2
De conformidad con esta interpretación de la Corte, los Estados están obligados
a respetar los derechos y garantías enumerados en la Convención, sin introducir
discriminaciones. Por ejemplo, una ley que garantizara la libertad de expresión, pero
que prohibiera publicar revistas en un determinado idioma, sería violatoria del artículo
1.1 de la Convención, pues esta disposición consagra la obligación de no discriminar.
4.
En su sentencia del 29 de julio de 1988 en el caso Velásquez Rodríguez, la
Corte expuso una nueva interpretación del artículo 1.1, que tendrá influencia en su
jurisprudencia posterior hasta hoy. Es interesante examinar el razonamiento de la
Corte en esta sentencia.
La Comisión interamericana de Derechos humanos planteó ante la Corte una
demanda contra Honduras por el secuestro y la desaparición de Angel Manfredo
Velásquez Rodríguez y la acusó de haber violado los artículos 7 (libertad personal), 5
(integridad personal) y 4 (derecho a la vida) de la Convención.
La Corte transcribe primeramente el texto del artículo 1.1 de la Convención
americana y, a continuación, expresa lo siguiente:
“Este artículo contiene la obligación contraída por los Estados Partes en relación
con cada uno de los derechos protegidos, de tal manera que toda pretensión de
que se ha lesionado alguno de esos derechos, implica necesariamente la de que
se ha infringido también el artículo 1.1 de la Convención” (2).
El Tribunal puntualiza que la Comisión no acusó a Honduras por haber violado
también el artículo 1.1 de la Convención americana, pero que ello no impide que sea
aplicado en virtud del principio iura novit curia.
Más adelante la Corte precisa cuáles son las obligaciones que impone a los
Estados el artículo 1.1 de la Convención americana y manifiesta:
“La primera obligación asumida por los Estados Partes, en los términos del citado
artículo, es la de ‘respetar los derechos y libertades’ reconocidos en la
Convención ... La segunda obligación de los Estados Partes es la de ‘garantizar’
el libre y pleno ejercicio de los derechos reconocidos en la Convención a toda
persona sujeta a su jurisdicción.
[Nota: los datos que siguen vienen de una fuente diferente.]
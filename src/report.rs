//! Read-only reports over the desk state.

use crate::emergency_heap::TriageEntry;
use crate::models::{DoctorId, Patient, Slot, Token};
use crate::scheduler::SchedulingEngine;
use std::fmt;
use uuid::Uuid;

/// Per-doctor workload line.
#[derive(Debug, Clone, PartialEq, Eq)]
pub struct DoctorReport {
    pub doctor_id: DoctorId,
    pub name: String,
    pub specialization: String,
    pub pending: usize,
    pub next_free_slot: Option<Slot>,
    pub served_count: u32,
}

impl fmt::Display for DoctorReport {
    fn fmt(&self, f: &mut fmt::Formatter<'_>) -> fmt::Result {
        writeln!(
            f,
            "Dr.{} {} ({})",
            self.doctor_id, self.name, self.specialization
        )?;
        writeln!(f, "  Pending routine: {}", self.pending)?;
        match &self.next_free_slot {
            Some(slot) => writeln!(f, "  Next free slot: {slot}")?,
            None => writeln!(f, "  Next free slot: None")?,
        }
        write!(f, "  Served count: {}", self.served_count)
    }
}

/// Desk-wide counters.
#[derive(Debug, Clone, PartialEq, Eq)]
pub struct DeskSummary {
    pub session_id: Uuid,
    pub total_served: u32,
    /// Routine tokens across all doctors plus emergency entries.
    pub total_pending: usize,
    pub emergency_queued: usize,
    pub next_emergency: Option<TriageEntry>,
}

impl fmt::Display for DeskSummary {
    fn fmt(&self, f: &mut fmt::Formatter<'_>) -> fmt::Result {
        write!(
            f,
            "Summary: total served: {} | total pending: {} | emergency queued: {}",
            self.total_served, self.total_pending, self.emergency_queued
        )?;
        if let Some(next) = &self.next_emergency {
            write!(
                f,
                " | next emergency: P:{} severity {}",
                next.patient_id, next.severity
            )?;
        }
        Ok(())
    }
}

impl SchedulingEngine {
    /// One report per doctor, in registry order.
    pub fn doctor_reports(&self) -> Vec<DoctorReport> {
        self.doctors()
            .iter()
            .map(|doctor| DoctorReport {
                doctor_id: doctor.id,
                name: doctor.name.clone(),
                specialization: doctor.specialization.clone(),
                pending: doctor.pending(),
                next_free_slot: doctor.slots.find_next_free().cloned(),
                served_count: doctor.served_count,
            })
            .collect()
    }

    pub fn total_pending(&self) -> usize {
        let routine: usize = self.doctors().iter().map(|d| d.pending()).sum();
        routine + self.emergency().len()
    }

    pub fn summary(&self) -> DeskSummary {
        DeskSummary {
            session_id: self.session_id(),
            total_served: self.total_served(),
            total_pending: self.total_pending(),
            emergency_queued: self.emergency().len(),
            next_emergency: self.emergency().peek().copied(),
        }
    }

    /// The `k` most frequent patients by visits, ties broken by lower id.
    pub fn top_patients(&self, k: usize) -> Vec<Patient> {
        let mut patients: Vec<Patient> = self.patients().iter().cloned().collect();
        patients.sort_by(|a, b| b.visits.cmp(&a.visits).then(a.id.cmp(&b.id)));
        patients.truncate(k);
        patients
    }

    /// Every active token, by id.
    pub fn active_tokens(&self) -> Vec<Token> {
        self.tokens().sorted()
    }
}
Esta obligación implica el deber de los Estados
Partes de organizar todo el aparato gubernamental y, en general, todas las
estructuras a través de las cuales se manifiesta el ejercicio del poder público, de
manera tal que sean capaces de asegurar jurídicamente el libre y pleno ejercicio
de los derechos humanos. Como consecuencia de esta obligación los Estados
deben prevenir, investigar y sancionar toda violación de los derechos
reconocidos por la Convención y procurar, además, el restablecimiento, si es
posible, del derecho conculcado y, en su caso, la reparación de los daños
producidos por la violación de los derechos humanos” (3).
En virtud del razonamiento expuesto y de las pruebas producidas, la Corte llegó
a la conclusión de que Honduras había violado, en perjuicio de Angel Manfredo
Velásquez Rodríguez, los deberes de respeto y de garantía de los derechos reconocidos
(2)
Corte IDH, Serie C, N° 4, pp. 66-67, parágrafo 162.
(3)
Corte IDH, Serie C, N° 4, pp. 67-69, parágrafos 165 y 166.